## [Input material]
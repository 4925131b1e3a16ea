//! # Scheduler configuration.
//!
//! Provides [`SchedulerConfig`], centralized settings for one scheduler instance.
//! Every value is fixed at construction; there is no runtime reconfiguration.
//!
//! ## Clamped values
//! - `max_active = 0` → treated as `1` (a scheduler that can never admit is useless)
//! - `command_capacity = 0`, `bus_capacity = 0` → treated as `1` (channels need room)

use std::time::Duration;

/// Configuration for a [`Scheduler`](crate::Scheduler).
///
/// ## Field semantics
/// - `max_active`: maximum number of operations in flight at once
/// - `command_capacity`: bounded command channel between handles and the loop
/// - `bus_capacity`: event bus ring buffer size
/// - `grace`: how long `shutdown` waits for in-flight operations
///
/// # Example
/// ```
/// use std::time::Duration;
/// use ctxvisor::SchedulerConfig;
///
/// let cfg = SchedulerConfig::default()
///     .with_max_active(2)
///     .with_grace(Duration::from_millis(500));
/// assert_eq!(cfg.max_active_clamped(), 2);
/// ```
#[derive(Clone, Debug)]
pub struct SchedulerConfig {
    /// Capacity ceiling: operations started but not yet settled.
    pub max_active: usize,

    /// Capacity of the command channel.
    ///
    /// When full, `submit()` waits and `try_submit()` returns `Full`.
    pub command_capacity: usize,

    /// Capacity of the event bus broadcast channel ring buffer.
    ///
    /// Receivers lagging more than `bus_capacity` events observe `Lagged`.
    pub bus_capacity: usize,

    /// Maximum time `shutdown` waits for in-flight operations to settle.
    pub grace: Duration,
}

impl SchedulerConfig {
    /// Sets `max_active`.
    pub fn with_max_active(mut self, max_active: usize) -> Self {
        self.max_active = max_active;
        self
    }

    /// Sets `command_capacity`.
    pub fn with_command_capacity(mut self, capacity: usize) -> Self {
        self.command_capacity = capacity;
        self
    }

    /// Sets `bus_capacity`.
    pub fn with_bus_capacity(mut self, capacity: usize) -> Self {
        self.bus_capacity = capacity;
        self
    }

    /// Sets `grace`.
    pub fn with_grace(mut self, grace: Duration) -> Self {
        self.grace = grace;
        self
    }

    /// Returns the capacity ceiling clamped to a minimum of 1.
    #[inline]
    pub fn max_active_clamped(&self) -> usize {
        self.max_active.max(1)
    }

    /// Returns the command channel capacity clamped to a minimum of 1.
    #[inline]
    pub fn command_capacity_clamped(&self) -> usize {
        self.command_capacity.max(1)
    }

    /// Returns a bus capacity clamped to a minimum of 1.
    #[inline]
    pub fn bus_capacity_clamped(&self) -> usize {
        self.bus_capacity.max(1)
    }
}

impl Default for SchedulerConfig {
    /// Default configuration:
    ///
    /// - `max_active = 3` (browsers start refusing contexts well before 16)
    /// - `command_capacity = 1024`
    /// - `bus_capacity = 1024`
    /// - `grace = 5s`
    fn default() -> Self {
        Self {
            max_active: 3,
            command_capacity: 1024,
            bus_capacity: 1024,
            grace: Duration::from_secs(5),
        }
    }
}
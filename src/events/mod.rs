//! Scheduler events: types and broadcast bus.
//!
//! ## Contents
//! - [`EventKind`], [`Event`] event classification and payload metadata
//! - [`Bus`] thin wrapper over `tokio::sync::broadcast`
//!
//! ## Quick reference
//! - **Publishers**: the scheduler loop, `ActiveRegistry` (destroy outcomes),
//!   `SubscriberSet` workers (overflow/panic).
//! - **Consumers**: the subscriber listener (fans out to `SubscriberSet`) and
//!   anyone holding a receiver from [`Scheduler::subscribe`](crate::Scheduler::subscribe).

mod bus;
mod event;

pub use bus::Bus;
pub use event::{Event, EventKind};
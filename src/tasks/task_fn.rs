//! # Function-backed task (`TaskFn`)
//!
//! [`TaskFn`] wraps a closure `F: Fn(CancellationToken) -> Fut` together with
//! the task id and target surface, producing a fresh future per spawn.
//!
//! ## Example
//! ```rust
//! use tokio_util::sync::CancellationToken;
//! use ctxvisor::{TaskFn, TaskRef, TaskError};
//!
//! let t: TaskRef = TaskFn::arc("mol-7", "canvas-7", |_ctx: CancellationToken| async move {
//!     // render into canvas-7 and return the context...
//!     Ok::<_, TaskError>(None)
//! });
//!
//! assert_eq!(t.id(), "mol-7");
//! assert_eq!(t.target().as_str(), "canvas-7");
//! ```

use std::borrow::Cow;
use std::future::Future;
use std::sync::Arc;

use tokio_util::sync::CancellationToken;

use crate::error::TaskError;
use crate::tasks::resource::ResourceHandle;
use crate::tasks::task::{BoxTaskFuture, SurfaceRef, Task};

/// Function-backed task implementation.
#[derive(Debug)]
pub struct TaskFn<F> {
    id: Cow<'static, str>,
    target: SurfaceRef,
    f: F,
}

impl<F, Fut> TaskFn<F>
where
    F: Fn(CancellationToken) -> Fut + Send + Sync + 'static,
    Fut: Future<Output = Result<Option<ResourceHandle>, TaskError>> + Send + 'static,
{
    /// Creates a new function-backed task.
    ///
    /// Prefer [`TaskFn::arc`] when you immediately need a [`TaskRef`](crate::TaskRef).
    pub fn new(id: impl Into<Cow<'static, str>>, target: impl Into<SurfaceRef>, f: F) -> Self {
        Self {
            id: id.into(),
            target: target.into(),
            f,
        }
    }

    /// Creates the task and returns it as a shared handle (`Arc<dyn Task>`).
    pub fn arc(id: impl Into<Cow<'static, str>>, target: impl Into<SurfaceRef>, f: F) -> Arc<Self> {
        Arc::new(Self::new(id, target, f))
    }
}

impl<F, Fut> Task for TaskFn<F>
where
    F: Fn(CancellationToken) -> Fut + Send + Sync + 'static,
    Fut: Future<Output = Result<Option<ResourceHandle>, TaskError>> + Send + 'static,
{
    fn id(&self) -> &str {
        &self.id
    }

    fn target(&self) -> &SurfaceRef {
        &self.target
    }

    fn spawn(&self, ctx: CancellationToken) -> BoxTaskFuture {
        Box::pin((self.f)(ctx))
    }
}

## [Required action]
Nothing but the lines with "flight" should be returned, copied from the entries above.

## [Answer below]
/// - `max_active`: maximum number of operations in flight at once
/// - `grace`: how long `shutdown` waits for in-flight operations
    /// Maximum time `shutdown` waits for in-flight operations to settle.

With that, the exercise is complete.